Assigned task = Which lines of the records below contain the string "NotInitialized"? Report each of them.

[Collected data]
+-------+
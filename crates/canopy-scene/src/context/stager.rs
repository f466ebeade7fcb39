// Copyright 2025 eraflo
//
// Licensed under the Apache License, Version 2.0 (the "License");
// you may not use this file except in compliance with the License.
// You may obtain a copy of the License at
//
//     http://www.apache.org/licenses/LICENSE-2.0
//
// Unless required by applicable law or agreed to in writing, software
// distributed under the License is distributed on an "AS IS" BASIS,
// WITHOUT WARRANTIES OR CONDITIONS OF ANY KIND, either express or implied.
// See the License for the specific language governing permissions and
// limitations under the License.

//! The Stage phase context.

use crate::context::phase_context;
use crate::error::SceneError;
use crate::resources::ResourceTable;
use crate::state::StageState;
use canopy_core::renderer::api::*;
use canopy_core::math::Extent3D;
use canopy_core::renderer::CommandEncoder;

/// Uploads host data and records transfer commands.
///
/// Transfers are recorded into one command buffer, which the orchestrator
/// submits and waits on once the traversal is over. Every resource a transfer
/// touches must already be bound.
#[derive(Debug)]
pub struct Stager<'a> {
    table: &'a mut ResourceTable,
    encoder: Box<dyn CommandEncoder>,
    /// The current state of the traversal.
    pub state: StageState,
}

phase_context!(Stager, StageState);

impl<'a> Stager<'a> {
    pub fn new(table: &'a mut ResourceTable, encoder: Box<dyn CommandEncoder>) -> Self {
        Self {
            table,
            encoder,
            state: StageState::default(),
        }
    }

    pub fn resources(&mut self) -> &mut ResourceTable {
        &mut *self.table
    }

    /// Writes host data into a host-visible buffer.
    pub fn write_buffer(&self, buffer: BufferId, offset: u64, data: &[u8]) -> Result<(), SceneError> {
        self.table.write_buffer(buffer, offset, data)
    }

    /// Records a whole-range copy between two buffers.
    pub fn copy_buffer(&mut self, src: BufferId, dst: BufferId, size: u64) -> Result<(), SceneError> {
        self.table.require_bound_buffer(src)?;
        self.table.require_bound_buffer(dst)?;
        self.encoder.copy_buffer(
            src,
            dst,
            &[BufferCopy {
                src_offset: 0,
                dst_offset: 0,
                size,
            }],
        );
        Ok(())
    }

    /// Records a layout transition of a bound image.
    pub fn transition_image(
        &mut self,
        image: ImageId,
        old: ImageLayout,
        new: ImageLayout,
    ) -> Result<(), SceneError> {
        self.table.require_bound_image(image)?;
        self.encoder.transition_image_layout(image, old, new);
        Ok(())
    }

    /// Records a copy of a staging buffer into mip level 0 of an image in
    /// `TransferDst` layout.
    pub fn copy_buffer_to_image(
        &mut self,
        src: BufferId,
        dst: ImageId,
        extent: Extent3D,
    ) -> Result<(), SceneError> {
        self.table.require_bound_buffer(src)?;
        self.table.require_bound_image(dst)?;
        self.encoder.copy_buffer_to_image(
            src,
            dst,
            ImageLayout::TransferDst,
            &[BufferImageCopy {
                buffer_offset: 0,
                mip_level: 0,
                array_layer: 0,
                image_extent: extent,
            }],
        );
        Ok(())
    }

    /// Ends recording and hands the command stream back to the caller.
    pub fn finish(self) -> Result<(), SceneError> {
        self.encoder.finish()?;
        Ok(())
    }
}
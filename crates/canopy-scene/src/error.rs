// Copyright 2025 eraflo
//
// Licensed under the Apache License, Version 2.0 (the "License");
// you may not use this file except in compliance with the License.
// You may obtain a copy of the License at
//
//     http://www.apache.org/licenses/LICENSE-2.0
//
// Unless required by applicable law or agreed to in writing, software
// distributed under the License is distributed on an "AS IS" BASIS,
// WITHOUT WARRANTIES OR CONDITIONS OF ANY KIND, either express or implied.
// See the License for the specific language governing permissions and
// limitations under the License.

//! Errors raised while traversing a scene.

use canopy_core::image::ImageLoadError;
use canopy_core::{DeviceError, ErrorCategory};
use std::path::PathBuf;
use thiserror::Error;

/// An error raised by a node or a phase context.
///
/// Any error aborts the remainder of the current traversal and propagates to
/// the caller of the phase.
#[derive(Debug, Error)]
pub enum SceneError {
    /// A device call failed.
    #[error(transparent)]
    Device(#[from] DeviceError),
    /// A node read a state field that no earlier node wrote.
    #[error("{node} read {missing} before any node wrote it")]
    MissingState {
        /// The reading node.
        node: &'static str,
        /// The missing state field.
        missing: &'static str,
    },
    /// A node was driven through phases out of order.
    #[error("{node}: {message}")]
    Protocol {
        /// The offending node.
        node: &'static str,
        /// What went wrong.
        message: String,
    },
    /// A resource was used before memory was bound to it.
    #[error("{0} is not bound to memory")]
    Unbound(String),
    /// A handle the resource table does not own.
    #[error("{0} is not tracked by the resource table")]
    Untracked(String),
    /// An image file could not be loaded.
    #[error(transparent)]
    ImageLoad(#[from] ImageLoadError),
    /// A shader file could not be read.
    #[error("failed to read shader '{path}': {source}")]
    ShaderIo {
        /// The file.
        path: PathBuf,
        /// The I/O failure.
        #[source]
        source: std::io::Error,
    },
}

impl SceneError {
    pub(crate) fn missing(node: &'static str, missing: &'static str) -> Self {
        SceneError::MissingState { node, missing }
    }

    pub(crate) fn protocol(node: &'static str, message: impl Into<String>) -> Self {
        SceneError::Protocol {
            node,
            message: message.into(),
        }
    }

    /// Classifies the error.
    pub fn category(&self) -> ErrorCategory {
        match self {
            SceneError::Device(err) => err.category(),
            SceneError::MissingState { .. }
            | SceneError::Protocol { .. }
            | SceneError::Unbound(_)
            | SceneError::Untracked(_) => ErrorCategory::Protocol,
            SceneError::ImageLoad(_) | SceneError::ShaderIo { .. } => ErrorCategory::ResourcePolicy,
        }
    }

    /// Returns `true` if the error is the recoverable out-of-date surface condition.
    pub fn is_out_of_date(&self) -> bool {
        matches!(self, SceneError::Device(err) if err.is_out_of_date())
    }
}

#[cfg(test)]
mod tests {
    use super::*;
    use canopy_core::renderer::ResultCode;

    #[test]
    fn test_missing_state_display() {
        let err = SceneError::missing("DescriptorBinding", "a buffer");
        assert_eq!(
            err.to_string(),
            "DescriptorBinding read a buffer before any node wrote it"
        );
        assert_eq!(err.category(), ErrorCategory::Protocol);
    }

    #[test]
    fn test_device_errors_keep_their_category() {
        let err = SceneError::from(DeviceError::OutOfDate);
        assert!(err.is_out_of_date());
        let err = SceneError::from(DeviceError::api("vkQueueSubmit", ResultCode::DeviceLost));
        assert_eq!(err.category(), ErrorCategory::Api);
        assert!(!err.is_out_of_date());
    }
}
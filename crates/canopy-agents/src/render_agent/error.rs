// Copyright 2025 eraflo
//
// Licensed under the Apache License, Version 2.0 (the "License");
// you may not use this file except in compliance with the License.
// You may obtain a copy of the License at
//
//     http://www.apache.org/licenses/LICENSE-2.0
//
// Unless required by applicable law or agreed to in writing, software
// distributed under the License is distributed on an "AS IS" BASIS,
// WITHOUT WARRANTIES OR CONDITIONS OF ANY KIND, either express or implied.
// See the License for the specific language governing permissions and
// limitations under the License.

use canopy_core::{DeviceError, ErrorCategory};
use canopy_scene::{Phase, SceneError};
use thiserror::Error;

/// Errors returned by the [`RenderManager`](super::RenderManager).
#[derive(Debug, Error)]
pub enum ManagerError {
    /// A traversal failed. The rest of that pass was skipped.
    #[error("{phase:?} phase failed: {source}")]
    Phase {
        phase: Phase,
        #[source]
        source: SceneError,
    },
    /// A device call made by the manager itself failed.
    #[error(transparent)]
    Device(#[from] DeviceError),
    /// The operation needs a completed build.
    #[error("the scene has not been built; call init() first")]
    NotInitialized,
}

impl ManagerError {
    pub(crate) fn phase(phase: Phase) -> impl FnOnce(SceneError) -> ManagerError {
        move |source| ManagerError::Phase { phase, source }
    }

    pub fn category(&self) -> ErrorCategory {
        match self {
            ManagerError::Phase { source, .. } => source.category(),
            ManagerError::Device(err) => err.category(),
            ManagerError::NotInitialized => ErrorCategory::Protocol,
        }
    }

    /// Returns `true` if the surface went stale and a resize would recover.
    pub fn is_out_of_date(&self) -> bool {
        self.category() == ErrorCategory::OutOfDate
    }
}

#[cfg(test)]
mod tests {
    use super::*;

    #[test]
    fn test_out_of_date_through_a_phase() {
        let err = ManagerError::phase(Phase::Present)(SceneError::from(DeviceError::OutOfDate));
        assert!(err.is_out_of_date());
        assert!(err.to_string().starts_with("Present phase failed"));
    }

    #[test]
    fn test_not_initialized_is_a_protocol_error() {
        assert_eq!(ManagerError::NotInitialized.category(), ErrorCategory::Protocol);
        assert!(!ManagerError::NotInitialized.is_out_of_date());
    }
}
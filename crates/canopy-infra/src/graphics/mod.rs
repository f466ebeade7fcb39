// Copyright 2025 eraflo
//
// Licensed under the Apache License, Version 2.0 (the "License");
// you may not use this file except in compliance with the License.
// You may obtain a copy of the License at
//
//     http://www.apache.org/licenses/LICENSE-2.0
//
// Unless required by applicable law or agreed to in writing, software
// distributed under the License is distributed on an "AS IS" BASIS,
// WITHOUT WARRANTIES OR CONDITIONS OF ANY KIND, either express or implied.
// See the License for the specific language governing permissions and
// limitations under the License.

//! Graphics device backends.

pub mod headless;
mod recording;
#[cfg(feature = "wgpu")]
pub mod wgpu;

pub use recording::RecordedCommand;
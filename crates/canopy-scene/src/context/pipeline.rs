// Copyright 2025 eraflo
//
// Licensed under the Apache License, Version 2.0 (the "License");
// you may not use this file except in compliance with the License.
// You may obtain a copy of the License at
//
//     http://www.apache.org/licenses/LICENSE-2.0
//
// Unless required by applicable law or agreed to in writing, software
// distributed under the License is distributed on an "AS IS" BASIS,
// WITHOUT WARRANTIES OR CONDITIONS OF ANY KIND, either express or implied.
// See the License for the specific language governing permissions and
// limitations under the License.

//! The BuildPipeline phase context.

use crate::context::phase_context;
use crate::resources::ResourceTable;
use crate::state::PipelineState;
use canopy_core::renderer::api::{PipelineCacheId, RenderPassId};

/// Gives nodes what they need to build descriptor sets and pipelines.
#[derive(Debug)]
pub struct PipelineCreator<'a> {
    table: &'a mut ResourceTable,
    render_pass: RenderPassId,
    cache: Option<PipelineCacheId>,
    /// The current state of the traversal.
    pub state: PipelineState,
}

phase_context!(PipelineCreator, PipelineState);

impl<'a> PipelineCreator<'a> {
    pub fn new(
        table: &'a mut ResourceTable,
        render_pass: RenderPassId,
        cache: Option<PipelineCacheId>,
    ) -> Self {
        Self {
            table,
            render_pass,
            cache,
            state: PipelineState::default(),
        }
    }

    pub fn resources(&mut self) -> &mut ResourceTable {
        &mut *self.table
    }

    /// The render pass graphics pipelines are built against.
    pub fn render_pass(&self) -> RenderPassId {
        self.render_pass
    }

    pub fn pipeline_cache(&self) -> Option<PipelineCacheId> {
        self.cache
    }
}
use crate::error::StratusError;
use serde::{Deserialize, Serialize};

const E4: f64 = 10_000.0;

/// Round to 4 decimal places (~11 m), the precision used for favorite identity and
/// cache keys.
pub fn round4(value: f64) -> f64 {
    (value * E4).round() / E4
}

/// The 4-decimal value scaled to an integer, for exact equality in SQL.
pub fn scaled_e4(value: f64) -> i64 {
    (value * E4).round() as i64
}

#[derive(Debug, Clone, Copy, PartialEq, Serialize, Deserialize)]
pub struct Coordinates {
    pub lat: f64,
    pub lon: f64,
}

impl Coordinates {
    /// Validate ranges and reject non-finite input.
    pub fn new(lat: f64, lon: f64) -> Result<Self, StratusError> {
        if !lat.is_finite() || !(-90.0..=90.0).contains(&lat) {
            return Err(StratusError::Validation(format!(
                "latitude {lat} outside [-90, 90]"
            )));
        }
        if !lon.is_finite() || !(-180.0..=180.0).contains(&lon) {
            return Err(StratusError::Validation(format!(
                "longitude {lon} outside [-180, 180]"
            )));
        }
        Ok(Self { lat, lon })
    }

    pub fn rounded(self) -> Self {
        Self {
            lat: round4(self.lat),
            lon: round4(self.lon),
        }
    }
}
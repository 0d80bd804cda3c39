#![allow(dead_code)]

use axum::{
    Router,
    body::{Body, to_bytes},
    http::{Request, StatusCode, header},
};
use serde_json::Value;
use stratus::config::Config;
use stratus::router::{StratusState, stratus_router};
use tower::ServiceExt;
use url::Url;

/// Router over a fresh in-memory database. `provider` points the weather client at a
/// fake upstream.
pub async fn app(provider: Option<&str>) -> Router {
    let mut cfg = Config::default();
    cfg.jwt.secret = "integration-secret".to_string();
    cfg.openweather.api_key = "test-key".to_string();
    cfg.openweather.requests_per_minute = 0;
    if let Some(uri) = provider {
        cfg.openweather.base_url = Url::parse(uri).expect("mock server uri");
    }

    let pool = stratus::db::connect("sqlite::memory:")
        .await
        .expect("in-memory database");
    let state = StratusState::new(pool, &cfg).expect("state");
    stratus_router(state)
}

pub async fn send(
    app: &Router,
    method: &str,
    uri: &str,
    token: Option<&str>,
    body: Option<Value>,
) -> (StatusCode, Value) {
    let mut builder = Request::builder().method(method).uri(uri);
    if let Some(token) = token {
        builder = builder.header(header::AUTHORIZATION, format!("Bearer {token}"));
    }
    let request = match body {
        Some(json) => builder
            .header(header::CONTENT_TYPE, "application/json")
            .body(Body::from(json.to_string())),
        None => builder.body(Body::empty()),
    }
    .expect("request");

    let resp = app.clone().oneshot(request).await.expect("response");
    let status = resp.status();
    let bytes = to_bytes(resp.into_body(), usize::MAX).await.expect("body");
    let value = if bytes.is_empty() {
        Value::Null
    } else {
        serde_json::from_slice(&bytes).unwrap_or(Value::String(
            String::from_utf8_lossy(&bytes).into_owned(),
        ))
    };
    (status, value)
}

/// Register a user and return a bearer token for it.
pub async fn register_and_login(app: &Router, username: &str, role: Option<&str>) -> String {
    let mut body = serde_json::json!({
        "username": username,
        "email": format!("{username}@example.com"),
        "password": "hunter22",
    });
    if let Some(role) = role {
        body["role"] = Value::String(role.to_string());
    }
    let (status, _) = send(app, "POST", "/auth/register", None, Some(body)).await;
    assert_eq!(status, StatusCode::CREATED);

    let (status, login) = send(
        app,
        "POST",
        "/auth/login",
        None,
        Some(serde_json::json!({"usernameOrEmail": username, "password": "hunter22"})),
    )
    .await;
    assert_eq!(status, StatusCode::OK);
    login["token"].as_str().expect("token").to_string()
}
+-------+
Written response =
    NotInitialized,
            ManagerError::NotInitialized => ErrorCategory::Protocol,
        assert_eq!(ManagerError::NotInitialized.category(), ErrorCategory::Protocol);
        assert!(!ManagerError::NotInitialized.is_out_of_date());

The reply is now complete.